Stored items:
========================
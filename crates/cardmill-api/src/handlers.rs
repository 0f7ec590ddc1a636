//! Route handlers: health, synchronous generation, async submission, and
//! job status lookup.

use std::sync::Arc;

use axum::extract::{Path, State};
use axum::http::StatusCode;
use axum::response::IntoResponse;
use axum::Json;
use serde::Deserialize;
use serde_json::json;
use tracing::info;
use uuid::Uuid;

use cardmill_core::{defaults, Error, GenerateInput, JobStore, WorkQueue};
use cardmill_jobs::{gateway, CardGenerator, StepTimings, SubmitRequest};

use crate::error::ApiError;

/// Application state shared across handlers.
#[derive(Clone)]
pub struct AppState {
    pub store: Arc<dyn JobStore>,
    pub queue: Arc<dyn WorkQueue>,
    pub generator: Arc<dyn CardGenerator>,
}

pub async fn health() -> impl IntoResponse {
    Json(json!({ "ok": true }))
}

/// Synchronous generation request. `msg` is an accepted alias for
/// `message`; `message` wins when both are present.
#[derive(Debug, Clone, Default, Deserialize)]
#[serde(rename_all = "camelCase")]
pub struct GenerateRequest {
    pub card_id: Option<String>,
    pub persona: Option<String>,
    pub theme: Option<String>,
    pub locale: Option<String>,
    pub name: Option<String>,
    pub message: Option<String>,
    pub msg: Option<String>,
}

impl GenerateRequest {
    /// Check required fields, reporting every missing one at once.
    fn into_input(self) -> Result<GenerateInput, Error> {
        let mut missing = Vec::new();
        if self.card_id.as_deref().unwrap_or("").is_empty() {
            missing.push("cardId");
        }
        if self.persona.as_deref().unwrap_or("").is_empty() {
            missing.push("persona");
        }
        if self.theme.as_deref().unwrap_or("").is_empty() {
            missing.push("theme");
        }
        if !missing.is_empty() {
            return Err(Error::InvalidRequest(format!(
                "Missing required fields: {}",
                missing.join(", ")
            )));
        }

        Ok(GenerateInput {
            card_id: self.card_id.unwrap_or_default(),
            persona: self.persona.unwrap_or_default(),
            theme: self.theme.unwrap_or_default(),
            locale: self
                .locale
                .filter(|l| !l.is_empty())
                .unwrap_or_else(|| defaults::DEFAULT_LOCALE.to_string()),
            name: self.name.unwrap_or_default(),
            message: self.message.or(self.msg).unwrap_or_default(),
        })
    }
}

/// Run the pipeline inline and return the full result with step timings.
pub async fn generate(
    State(state): State<AppState>,
    Json(request): Json<GenerateRequest>,
) -> Result<impl IntoResponse, ApiError> {
    let input = request.into_input()?;
    let mut timings = StepTimings::new();
    let output = state.generator.generate(&input, &mut timings).await?;

    let timings: serde_json::Map<String, serde_json::Value> = timings
        .iter()
        .map(|(name, ms)| (name.to_string(), json!(ms)))
        .collect();

    Ok(Json(json!({
        "status": "succeeded",
        "outputUrl": output.output_url,
        "mediaType": "image/jpeg",
        "mergeJobId": output.merge_job_id,
        "selection": output.selection,
        "dataRow": output.data_row,
        "timings": timings,
    })))
}

/// Admit a job for background processing.
///
/// A missing request id gets a generated UUID, which makes the submission
/// effectively non-idempotent; callers wanting dedup must supply their own.
pub async fn generate_async(
    State(state): State<AppState>,
    Json(mut request): Json<SubmitRequest>,
) -> Result<impl IntoResponse, ApiError> {
    if request.request_id.as_deref().unwrap_or("").is_empty() {
        request.request_id = Some(Uuid::new_v4().to_string());
    }

    let outcome = gateway::submit(state.store.as_ref(), state.queue.as_ref(), &request).await?;
    info!(
        job_id = %outcome.job_id,
        status = %outcome.status,
        admitted = outcome.admitted,
        "Async generation submitted"
    );

    Ok((
        StatusCode::ACCEPTED,
        Json(json!({
            "jobId": outcome.job_id,
            "status": outcome.status,
        })),
    ))
}

/// Fetch a job record by id.
pub async fn job_status(
    State(state): State<AppState>,
    Path(job_id): Path<String>,
) -> Result<impl IntoResponse, ApiError> {
    let record = state
        .store
        .get(&job_id)
        .await?
        .ok_or_else(|| Error::NotFound(format!("Job {job_id} not found")))?;
    Ok(Json(record))
}

#[cfg(test)]
mod tests {
    use super::*;
    use async_trait::async_trait;
    use axum::body::Body;
    use axum::http::Request;
    use http_body_util::BodyExt;
    use tokio::sync::Mutex;
    use tower::ServiceExt;

    use cardmill_core::Result;
    use cardmill_jobs::PipelineOutput;
    use cardmill_store::{InMemoryJobStore, InMemoryWorkQueue};

    struct StubGenerator {
        seen: Mutex<Option<GenerateInput>>,
        fail_with: Option<fn() -> Error>,
    }

    #[async_trait]
    impl CardGenerator for StubGenerator {
        async fn generate(
            &self,
            input: &GenerateInput,
            timings: &mut StepTimings,
        ) -> Result<PipelineOutput> {
            *self.seen.lock().await = Some(input.clone());
            timings.record(
                cardmill_jobs::step::SELECT_ASSETS,
                std::time::Duration::from_millis(1),
            );
            match self.fail_with {
                Some(make) => Err(make()),
                None => Ok(PipelineOutput {
                    output_url: "https://x/out.jpg".into(),
                    merge_job_id: Some("m-1".into()),
                    ..Default::default()
                }),
            }
        }
    }

    fn app(fail_with: Option<fn() -> Error>) -> (axum::Router, Arc<StubGenerator>) {
        let generator = Arc::new(StubGenerator {
            seen: Mutex::new(None),
            fail_with,
        });
        let state = AppState {
            store: Arc::new(InMemoryJobStore::default()),
            queue: Arc::new(InMemoryWorkQueue::new()),
            generator: generator.clone(),
        };
        (crate::router(state), generator)
    }

    fn post_json(uri: &str, body: serde_json::Value) -> Request<Body> {
        Request::builder()
            .method("POST")
            .uri(uri)
            .header("content-type", "application/json")
            .body(Body::from(body.to_string()))
            .unwrap()
    }

    async fn body_json(res: axum::response::Response) -> serde_json::Value {
        let bytes = res.into_body().collect().await.unwrap().to_bytes();
        serde_json::from_slice(&bytes).unwrap()
    }

    #[tokio::test]
    async fn test_health() {
        let (app, _) = app(None);
        let res = app
            .oneshot(Request::get("/health").body(Body::empty()).unwrap())
            .await
            .unwrap();
        assert_eq!(res.status(), StatusCode::OK);
        assert_eq!(body_json(res).await, json!({ "ok": true }));
    }

    #[tokio::test]
    async fn test_generate_reports_all_missing_fields() {
        let (app, _) = app(None);
        let res = app
            .oneshot(post_json("/generate", json!({})))
            .await
            .unwrap();
        assert_eq!(res.status(), StatusCode::BAD_REQUEST);
        let body = body_json(res).await;
        let message = body["error"].as_str().unwrap();
        for field in ["cardId", "persona", "theme"] {
            assert!(message.contains(field), "missing {field} in: {message}");
        }
    }

    #[tokio::test]
    async fn test_generate_success_with_timings() {
        let (app, _) = app(None);
        let res = app
            .oneshot(post_json(
                "/generate",
                json!({"cardId": "c1", "persona": "friend", "theme": "birthday"}),
            ))
            .await
            .unwrap();
        assert_eq!(res.status(), StatusCode::OK);
        let body = body_json(res).await;
        assert_eq!(body["status"], "succeeded");
        assert_eq!(body["outputUrl"], "https://x/out.jpg");
        assert_eq!(body["mediaType"], "image/jpeg");
        assert!(body["timings"]["select_assets"].is_number());
    }

    #[tokio::test]
    async fn test_generate_msg_fallback_and_locale_default() {
        let (app, generator) = app(None);
        app.oneshot(post_json(
            "/generate",
            json!({"cardId": "c1", "persona": "friend", "theme": "birthday", "msg": "Hi"}),
        ))
        .await
        .unwrap();
        let seen = generator.seen.lock().await.clone().unwrap();
        assert_eq!(seen.message, "Hi");
        assert_eq!(seen.locale, defaults::DEFAULT_LOCALE);
        assert_eq!(seen.name, "");
    }

    #[tokio::test]
    async fn test_generate_unknown_option_is_400() {
        let (app, _) = app(Some(|| Error::UnknownOption("persona: pirate".into())));
        let res = app
            .oneshot(post_json(
                "/generate",
                json!({"cardId": "c1", "persona": "pirate", "theme": "birthday"}),
            ))
            .await
            .unwrap();
        assert_eq!(res.status(), StatusCode::BAD_REQUEST);
    }

    #[tokio::test]
    async fn test_generate_upstream_is_502() {
        let (app, _) = app(Some(|| Error::Upstream("503 from storage".into())));
        let res = app
            .oneshot(post_json(
                "/generate",
                json!({"cardId": "c1", "persona": "friend", "theme": "birthday"}),
            ))
            .await
            .unwrap();
        assert_eq!(res.status(), StatusCode::BAD_GATEWAY);
    }

    #[tokio::test]
    async fn test_async_submit_accepted_with_supplied_id() {
        let (app, _) = app(None);
        let res = app
            .oneshot(post_json(
                "/generate-async",
                json!({
                    "requestId": "req-1",
                    "cardId": "c1",
                    "persona": "friend",
                    "theme": "birthday"
                }),
            ))
            .await
            .unwrap();
        assert_eq!(res.status(), StatusCode::ACCEPTED);
        let body = body_json(res).await;
        assert_eq!(body["jobId"], "req-1");
        assert_eq!(body["status"], "queued");
    }

    #[tokio::test]
    async fn test_async_submit_generates_request_id_when_absent() {
        let (app, _) = app(None);
        let res = app
            .oneshot(post_json(
                "/generate-async",
                json!({"cardId": "c1", "persona": "friend", "theme": "birthday"}),
            ))
            .await
            .unwrap();
        assert_eq!(res.status(), StatusCode::ACCEPTED);
        let body = body_json(res).await;
        assert!(!body["jobId"].as_str().unwrap().is_empty());
    }

    #[tokio::test]
    async fn test_job_status_roundtrip_and_404() {
        let (app, _) = app(None);

        let res = app
            .clone()
            .oneshot(Request::get("/jobs/nope").body(Body::empty()).unwrap())
            .await
            .unwrap();
        assert_eq!(res.status(), StatusCode::NOT_FOUND);

        app.clone()
            .oneshot(post_json(
                "/generate-async",
                json!({
                    "requestId": "req-1",
                    "cardId": "c1",
                    "persona": "friend",
                    "theme": "birthday"
                }),
            ))
            .await
            .unwrap();

        let res = app
            .oneshot(Request::get("/jobs/req-1").body(Body::empty()).unwrap())
            .await
            .unwrap();
        assert_eq!(res.status(), StatusCode::OK);
        let body = body_json(res).await;
        assert_eq!(body["jobId"], "req-1");
        assert_eq!(body["cardId"], "c1");
        assert_eq!(body["status"], "queued");
    }
}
========================
The task
Restate word for word only the lines running from the beginning of the data to the line holding "pub queue: Arc<dyn", both included.

Response to the task
filename crates/cardmill-api/src/handlers.rs
repository 0f7ec590ddc1a636
//! Route handlers: health, synchronous generation, async submission, and
//! job status lookup.

use std::sync::Arc;

use axum::extract::{Path, State};
use axum::http::StatusCode;
use axum::response::IntoResponse;
use axum::Json;
use serde::Deserialize;
use serde_json::json;
use tracing::info;
use uuid::Uuid;

use cardmill_core::{defaults, Error, GenerateInput, JobStore, WorkQueue};
use cardmill_jobs::{gateway, CardGenerator, StepTimings, SubmitRequest};

use crate::error::ApiError;

/// Application state shared across handlers.
#[derive(Clone)]
pub struct AppState {
    pub store: Arc<dyn JobStore>,
    pub queue: Arc<dyn WorkQueue>,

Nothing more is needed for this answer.